[Saved data entries]
"""

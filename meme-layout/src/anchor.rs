//! Anchor resolution: from a named position to per-line pixel origins.
//!
//! Each [`PositionId`] maps to a fixed [`Geometry`]: an anchor point as a
//! fraction of the image size plus the alignment of the block against it.
//!
//! ```text
//!            top (0.50, 0.05)
//!   left_1 (0.05, 0.20)          right_1 (0.95, 0.20)
//!   left_2 (0.05, 0.40)          right_2 (0.95, 0.40)
//!   left_3 (0.05, 0.60)          right_3 (0.95, 0.60)
//!   left_4 (0.05, 0.80)          right_4 (0.95, 0.80)
//!           bottom (0.50, 0.95)
//! ```
//!
//! Vertical placement clamps the whole block into `[5, h - block - 5]`.
//! Horizontal placement clamps every line on its own into
//! `[margin, w - line - margin]` with `margin = 5%` of the width.

use meme_core::{HAlign, PositionId, VAlign};
use meme_text::Measure;

use crate::fit::line_spacing;

/// Minimum distance between a block and the top/bottom image edge.
pub const EDGE_PADDING: i32 = 5;
const MARGIN_RATIO: f64 = 0.05;

/// Where a block hangs off the image, independent of image size.
#[derive(Clone, Copy, Debug, PartialEq)]
pub struct Geometry {
    /// Anchor x as a fraction of image width.
    pub x_ratio: f64,
    /// Anchor y as a fraction of image height.
    pub y_ratio: f64,
    pub h_align: HAlign,
    pub v_align: VAlign,
}

impl Geometry {
    const fn new(x_ratio: f64, y_ratio: f64, h_align: HAlign, v_align: VAlign) -> Self {
        Self {
            x_ratio,
            y_ratio,
            h_align,
            v_align,
        }
    }

    /// Anchor point in pixels.
    pub fn anchor_point(&self, image_width: u32, image_height: u32) -> (i32, i32) {
        (
            (self.x_ratio * f64::from(image_width)) as i32,
            (self.y_ratio * f64::from(image_height)) as i32,
        )
    }
}

/// Fixed anchor table lookup.
pub fn resolve(position: PositionId) -> Geometry {
    use HAlign::{Center, Left, Right};
    use VAlign::{Bottom, Top};

    match position {
        PositionId::Top => Geometry::new(0.50, 0.05, Center, Top),
        PositionId::Left1 => Geometry::new(0.05, 0.20, Left, Top),
        PositionId::Left2 => Geometry::new(0.05, 0.40, Left, Top),
        PositionId::Left3 => Geometry::new(0.05, 0.60, Left, Top),
        PositionId::Left4 => Geometry::new(0.05, 0.80, Left, Top),
        PositionId::Right1 => Geometry::new(0.95, 0.20, Right, Top),
        PositionId::Right2 => Geometry::new(0.95, 0.40, Right, Top),
        PositionId::Right3 => Geometry::new(0.95, 0.60, Right, Top),
        PositionId::Right4 => Geometry::new(0.95, 0.80, Right, Top),
        PositionId::Bottom => Geometry::new(0.50, 0.95, Center, Bottom),
    }
}

/// A wrapped line with its measured ink extents.
#[derive(Clone, Debug, PartialEq, Eq)]
pub struct RenderedLine {
    pub text: String,
    pub pixel_width: u32,
    pub pixel_height: u32,
}

/// Measure every line at the final size.
pub fn measure_lines<M: Measure + ?Sized>(
    measure: &mut M,
    lines: &[String],
    font_size: u32,
) -> Vec<RenderedLine> {
    lines
        .iter()
        .map(|line| {
            let bounds = measure.measure(font_size, line);
            RenderedLine {
                text: line.clone(),
                pixel_width: bounds.width(),
                pixel_height: bounds.height(),
            }
        })
        .collect()
}

/// Total height of stacked lines, using the final-layout spacing.
pub fn block_height(lines: &[RenderedLine], font_size: u32) -> u32 {
    let gaps = lines.len().saturating_sub(1) as u32;
    lines.iter().map(|l| l.pixel_height).sum::<u32>() + line_spacing(font_size) * gaps
}

/// Horizontal margin for an image of this width.
pub fn side_margin(image_width: u32) -> i32 {
    (f64::from(image_width) * MARGIN_RATIO) as i32
}

/// Per-line `(x, y)` origins, top to bottom.
pub fn place(
    geometry: &Geometry,
    lines: &[RenderedLine],
    font_size: u32,
    image_width: u32,
    image_height: u32,
) -> Vec<(i32, i32)> {
    let spacing = line_spacing(font_size) as i32;
    let total = block_height(lines, font_size) as i32;
    let (base_x, base_y) = geometry.anchor_point(image_width, image_height);

    let start_y = match geometry.v_align {
        VAlign::Top => base_y,
        VAlign::Middle => base_y - total / 2,
        VAlign::Bottom => base_y - total,
    };
    let mut y = start_y
        .min(image_height as i32 - total - EDGE_PADDING)
        .max(EDGE_PADDING);

    let margin = side_margin(image_width);
    let mut origins = Vec::with_capacity(lines.len());
    for line in lines {
        let line_width = line.pixel_width as i32;
        let x = match geometry.h_align {
            HAlign::Left => base_x,
            HAlign::Center => base_x - line_width / 2,
            HAlign::Right => base_x - line_width,
        };
        let x = x.min(image_width as i32 - line_width - margin).max(margin);

        origins.push((x, y));
        y += line.pixel_height as i32 + spacing;
    }
    origins
}

// ===================================================================
// Tests
// ===================================================================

"""

From the entries above, list each line with "layout" in it.

filename meme-layout/src/anchor.rs
/// Total height of stacked lines, using the final-layout spacing.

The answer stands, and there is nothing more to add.